[Description of the task] Every line containing the word "cast" is to be copied from the data below.

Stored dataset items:
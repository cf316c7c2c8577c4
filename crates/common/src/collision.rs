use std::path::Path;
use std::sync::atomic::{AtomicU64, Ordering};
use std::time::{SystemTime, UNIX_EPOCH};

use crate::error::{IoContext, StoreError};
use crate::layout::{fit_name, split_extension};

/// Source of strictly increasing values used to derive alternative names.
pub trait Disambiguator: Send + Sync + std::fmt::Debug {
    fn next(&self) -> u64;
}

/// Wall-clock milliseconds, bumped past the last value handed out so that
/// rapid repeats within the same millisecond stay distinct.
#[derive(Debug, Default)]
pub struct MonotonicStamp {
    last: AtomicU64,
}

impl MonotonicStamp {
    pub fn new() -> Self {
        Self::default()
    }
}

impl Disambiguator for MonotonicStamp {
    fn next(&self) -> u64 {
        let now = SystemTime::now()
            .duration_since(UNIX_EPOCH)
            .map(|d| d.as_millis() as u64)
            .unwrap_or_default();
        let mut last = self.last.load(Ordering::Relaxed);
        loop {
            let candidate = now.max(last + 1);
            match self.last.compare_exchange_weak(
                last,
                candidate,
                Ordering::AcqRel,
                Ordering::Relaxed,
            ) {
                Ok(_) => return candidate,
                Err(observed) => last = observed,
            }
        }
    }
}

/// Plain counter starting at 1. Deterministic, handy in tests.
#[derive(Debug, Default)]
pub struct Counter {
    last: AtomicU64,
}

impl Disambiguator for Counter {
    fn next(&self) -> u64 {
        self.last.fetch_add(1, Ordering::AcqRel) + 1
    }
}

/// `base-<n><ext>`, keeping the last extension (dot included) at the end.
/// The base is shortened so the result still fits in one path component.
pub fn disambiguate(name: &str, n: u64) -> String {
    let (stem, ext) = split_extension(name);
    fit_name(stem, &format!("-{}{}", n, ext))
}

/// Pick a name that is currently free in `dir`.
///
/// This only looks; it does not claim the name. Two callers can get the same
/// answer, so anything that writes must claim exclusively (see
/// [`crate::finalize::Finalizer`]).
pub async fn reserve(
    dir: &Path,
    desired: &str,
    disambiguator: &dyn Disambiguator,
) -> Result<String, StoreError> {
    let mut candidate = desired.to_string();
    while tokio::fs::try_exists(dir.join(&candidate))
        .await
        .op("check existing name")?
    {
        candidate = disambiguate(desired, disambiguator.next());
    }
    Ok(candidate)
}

...

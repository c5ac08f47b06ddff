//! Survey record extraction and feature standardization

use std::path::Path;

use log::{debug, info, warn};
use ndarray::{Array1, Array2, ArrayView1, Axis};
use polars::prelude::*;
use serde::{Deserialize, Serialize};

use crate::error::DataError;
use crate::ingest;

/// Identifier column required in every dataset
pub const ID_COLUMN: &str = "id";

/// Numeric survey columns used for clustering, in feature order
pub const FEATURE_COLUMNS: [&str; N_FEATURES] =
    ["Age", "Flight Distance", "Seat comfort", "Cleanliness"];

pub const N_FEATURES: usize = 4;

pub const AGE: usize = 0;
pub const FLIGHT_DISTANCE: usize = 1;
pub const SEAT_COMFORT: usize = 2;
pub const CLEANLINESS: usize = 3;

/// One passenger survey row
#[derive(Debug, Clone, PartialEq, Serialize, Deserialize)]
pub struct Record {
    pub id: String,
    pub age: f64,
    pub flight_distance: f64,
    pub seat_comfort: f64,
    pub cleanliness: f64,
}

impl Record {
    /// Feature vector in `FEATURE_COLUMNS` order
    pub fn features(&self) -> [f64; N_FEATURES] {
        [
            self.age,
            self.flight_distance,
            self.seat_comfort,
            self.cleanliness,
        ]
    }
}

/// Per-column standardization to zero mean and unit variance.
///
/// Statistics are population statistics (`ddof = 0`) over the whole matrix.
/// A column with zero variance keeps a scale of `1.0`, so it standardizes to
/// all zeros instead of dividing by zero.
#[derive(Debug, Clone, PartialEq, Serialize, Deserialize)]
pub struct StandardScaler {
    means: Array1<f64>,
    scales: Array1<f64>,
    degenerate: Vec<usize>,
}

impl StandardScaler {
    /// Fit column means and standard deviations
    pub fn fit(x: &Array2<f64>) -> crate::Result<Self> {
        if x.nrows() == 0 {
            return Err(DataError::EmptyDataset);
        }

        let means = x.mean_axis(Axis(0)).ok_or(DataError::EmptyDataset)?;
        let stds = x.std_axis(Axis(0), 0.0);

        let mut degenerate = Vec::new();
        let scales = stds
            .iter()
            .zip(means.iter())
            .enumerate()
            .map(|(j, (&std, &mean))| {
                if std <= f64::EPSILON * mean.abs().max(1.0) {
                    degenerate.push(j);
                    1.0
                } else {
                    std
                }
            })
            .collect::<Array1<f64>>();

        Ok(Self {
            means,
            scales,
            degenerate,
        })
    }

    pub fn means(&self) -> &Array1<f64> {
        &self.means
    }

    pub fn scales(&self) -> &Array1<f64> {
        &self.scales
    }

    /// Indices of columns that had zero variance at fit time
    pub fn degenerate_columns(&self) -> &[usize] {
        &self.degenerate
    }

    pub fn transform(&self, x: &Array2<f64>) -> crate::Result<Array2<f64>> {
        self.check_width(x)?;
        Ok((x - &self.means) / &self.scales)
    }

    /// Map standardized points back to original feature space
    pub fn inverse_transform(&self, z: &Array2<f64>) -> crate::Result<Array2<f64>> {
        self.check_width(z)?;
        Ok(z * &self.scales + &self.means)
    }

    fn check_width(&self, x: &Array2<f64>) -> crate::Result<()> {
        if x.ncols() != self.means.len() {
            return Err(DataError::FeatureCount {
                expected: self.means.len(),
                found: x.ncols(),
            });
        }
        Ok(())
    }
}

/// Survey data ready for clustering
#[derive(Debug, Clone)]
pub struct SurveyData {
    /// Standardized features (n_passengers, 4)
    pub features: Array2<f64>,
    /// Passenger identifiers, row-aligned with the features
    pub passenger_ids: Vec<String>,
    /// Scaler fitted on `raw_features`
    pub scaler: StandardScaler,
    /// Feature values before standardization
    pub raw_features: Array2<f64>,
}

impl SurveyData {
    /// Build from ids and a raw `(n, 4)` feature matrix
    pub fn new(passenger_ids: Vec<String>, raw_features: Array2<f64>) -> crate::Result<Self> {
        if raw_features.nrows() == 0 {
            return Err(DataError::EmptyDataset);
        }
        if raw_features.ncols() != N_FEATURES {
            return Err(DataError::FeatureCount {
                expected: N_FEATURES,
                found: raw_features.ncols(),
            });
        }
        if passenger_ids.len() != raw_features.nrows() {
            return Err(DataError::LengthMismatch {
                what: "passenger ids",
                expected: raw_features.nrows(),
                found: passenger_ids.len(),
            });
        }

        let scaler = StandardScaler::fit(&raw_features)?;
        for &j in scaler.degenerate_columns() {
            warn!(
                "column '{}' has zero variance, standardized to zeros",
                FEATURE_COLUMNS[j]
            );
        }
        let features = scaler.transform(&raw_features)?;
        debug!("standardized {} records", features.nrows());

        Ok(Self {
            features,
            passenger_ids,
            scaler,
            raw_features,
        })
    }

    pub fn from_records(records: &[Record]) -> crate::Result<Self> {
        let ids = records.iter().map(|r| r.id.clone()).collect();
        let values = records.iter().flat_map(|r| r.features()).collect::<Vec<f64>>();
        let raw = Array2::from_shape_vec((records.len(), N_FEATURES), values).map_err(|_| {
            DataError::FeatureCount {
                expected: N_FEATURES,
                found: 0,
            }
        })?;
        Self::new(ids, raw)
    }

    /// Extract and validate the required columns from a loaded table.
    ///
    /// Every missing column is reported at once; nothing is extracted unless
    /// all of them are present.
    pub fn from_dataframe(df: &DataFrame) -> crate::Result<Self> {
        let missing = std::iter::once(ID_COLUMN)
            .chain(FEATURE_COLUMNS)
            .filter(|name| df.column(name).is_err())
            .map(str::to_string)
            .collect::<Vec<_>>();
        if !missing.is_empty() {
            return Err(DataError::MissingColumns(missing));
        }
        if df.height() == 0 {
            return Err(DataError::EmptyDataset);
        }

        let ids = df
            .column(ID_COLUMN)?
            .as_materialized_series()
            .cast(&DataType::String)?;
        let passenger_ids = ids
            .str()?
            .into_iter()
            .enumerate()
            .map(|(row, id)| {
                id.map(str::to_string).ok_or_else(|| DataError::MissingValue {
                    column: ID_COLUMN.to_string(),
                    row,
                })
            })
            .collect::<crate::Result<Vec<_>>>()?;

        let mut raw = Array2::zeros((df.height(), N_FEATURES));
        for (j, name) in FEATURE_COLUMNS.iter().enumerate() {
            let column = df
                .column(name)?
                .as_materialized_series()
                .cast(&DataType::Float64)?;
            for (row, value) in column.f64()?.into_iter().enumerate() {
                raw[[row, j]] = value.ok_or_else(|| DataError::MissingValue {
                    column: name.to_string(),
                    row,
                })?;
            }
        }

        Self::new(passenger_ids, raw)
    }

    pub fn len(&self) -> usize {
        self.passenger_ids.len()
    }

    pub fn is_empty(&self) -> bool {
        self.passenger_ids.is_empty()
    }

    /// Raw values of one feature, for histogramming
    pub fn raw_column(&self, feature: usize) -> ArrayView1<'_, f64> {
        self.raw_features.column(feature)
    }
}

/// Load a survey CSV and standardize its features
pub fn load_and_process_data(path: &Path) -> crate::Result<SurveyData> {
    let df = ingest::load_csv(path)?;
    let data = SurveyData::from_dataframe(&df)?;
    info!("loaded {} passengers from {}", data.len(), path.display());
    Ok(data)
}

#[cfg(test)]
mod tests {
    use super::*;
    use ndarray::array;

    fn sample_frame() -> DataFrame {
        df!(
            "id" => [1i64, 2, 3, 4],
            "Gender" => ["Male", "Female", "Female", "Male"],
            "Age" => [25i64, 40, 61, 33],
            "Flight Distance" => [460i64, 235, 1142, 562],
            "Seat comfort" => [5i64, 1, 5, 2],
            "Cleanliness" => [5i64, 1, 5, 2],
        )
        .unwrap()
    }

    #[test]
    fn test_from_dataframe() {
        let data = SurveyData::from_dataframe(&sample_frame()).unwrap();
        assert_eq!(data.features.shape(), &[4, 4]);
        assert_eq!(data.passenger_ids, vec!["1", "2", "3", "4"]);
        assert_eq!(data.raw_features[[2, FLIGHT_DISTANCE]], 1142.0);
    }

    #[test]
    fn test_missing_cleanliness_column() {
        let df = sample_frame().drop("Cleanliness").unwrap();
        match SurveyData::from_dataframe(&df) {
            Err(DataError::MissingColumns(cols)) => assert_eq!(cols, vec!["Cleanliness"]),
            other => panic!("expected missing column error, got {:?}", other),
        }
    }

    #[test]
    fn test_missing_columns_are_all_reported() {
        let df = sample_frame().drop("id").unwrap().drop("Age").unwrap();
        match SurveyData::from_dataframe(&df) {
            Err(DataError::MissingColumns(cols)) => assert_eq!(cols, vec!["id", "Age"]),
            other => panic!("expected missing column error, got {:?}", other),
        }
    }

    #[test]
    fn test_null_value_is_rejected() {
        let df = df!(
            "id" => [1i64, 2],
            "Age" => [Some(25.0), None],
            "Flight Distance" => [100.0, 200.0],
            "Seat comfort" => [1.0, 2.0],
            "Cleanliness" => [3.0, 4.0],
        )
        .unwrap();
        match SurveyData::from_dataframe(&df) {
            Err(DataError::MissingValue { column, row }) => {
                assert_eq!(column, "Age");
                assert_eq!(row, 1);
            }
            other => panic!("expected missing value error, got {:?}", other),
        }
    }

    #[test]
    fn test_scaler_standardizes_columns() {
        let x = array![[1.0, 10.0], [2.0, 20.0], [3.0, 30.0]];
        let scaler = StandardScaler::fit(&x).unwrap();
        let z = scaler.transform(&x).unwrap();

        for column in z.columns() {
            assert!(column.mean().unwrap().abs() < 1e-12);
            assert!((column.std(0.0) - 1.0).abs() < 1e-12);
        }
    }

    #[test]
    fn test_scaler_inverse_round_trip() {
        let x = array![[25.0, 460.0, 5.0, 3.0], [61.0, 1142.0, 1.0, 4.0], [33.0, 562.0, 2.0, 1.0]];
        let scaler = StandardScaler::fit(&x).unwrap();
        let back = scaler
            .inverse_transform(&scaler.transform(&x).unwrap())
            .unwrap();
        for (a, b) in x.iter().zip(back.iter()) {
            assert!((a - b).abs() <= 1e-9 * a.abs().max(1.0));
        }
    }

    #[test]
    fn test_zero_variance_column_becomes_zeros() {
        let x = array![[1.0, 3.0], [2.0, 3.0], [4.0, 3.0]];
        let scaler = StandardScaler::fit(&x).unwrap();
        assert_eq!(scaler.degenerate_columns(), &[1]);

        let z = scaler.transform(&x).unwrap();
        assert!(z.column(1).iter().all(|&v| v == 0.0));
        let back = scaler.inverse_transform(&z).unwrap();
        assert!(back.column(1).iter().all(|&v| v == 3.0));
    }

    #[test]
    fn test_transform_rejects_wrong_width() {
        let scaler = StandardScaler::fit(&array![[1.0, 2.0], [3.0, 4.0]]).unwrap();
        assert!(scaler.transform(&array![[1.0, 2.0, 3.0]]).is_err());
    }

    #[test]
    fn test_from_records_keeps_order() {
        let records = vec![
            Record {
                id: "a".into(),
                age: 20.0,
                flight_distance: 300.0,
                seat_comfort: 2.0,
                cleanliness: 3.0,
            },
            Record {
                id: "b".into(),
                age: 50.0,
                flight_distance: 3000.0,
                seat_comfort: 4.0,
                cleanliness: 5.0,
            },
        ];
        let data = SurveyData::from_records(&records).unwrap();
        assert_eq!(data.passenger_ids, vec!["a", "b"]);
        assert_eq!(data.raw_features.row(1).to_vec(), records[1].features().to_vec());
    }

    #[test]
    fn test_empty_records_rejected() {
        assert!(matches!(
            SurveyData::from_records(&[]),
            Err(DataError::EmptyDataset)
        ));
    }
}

[Answer section]
            .cast(&DataType::String)?;
                .cast(&DataType::Float64)?;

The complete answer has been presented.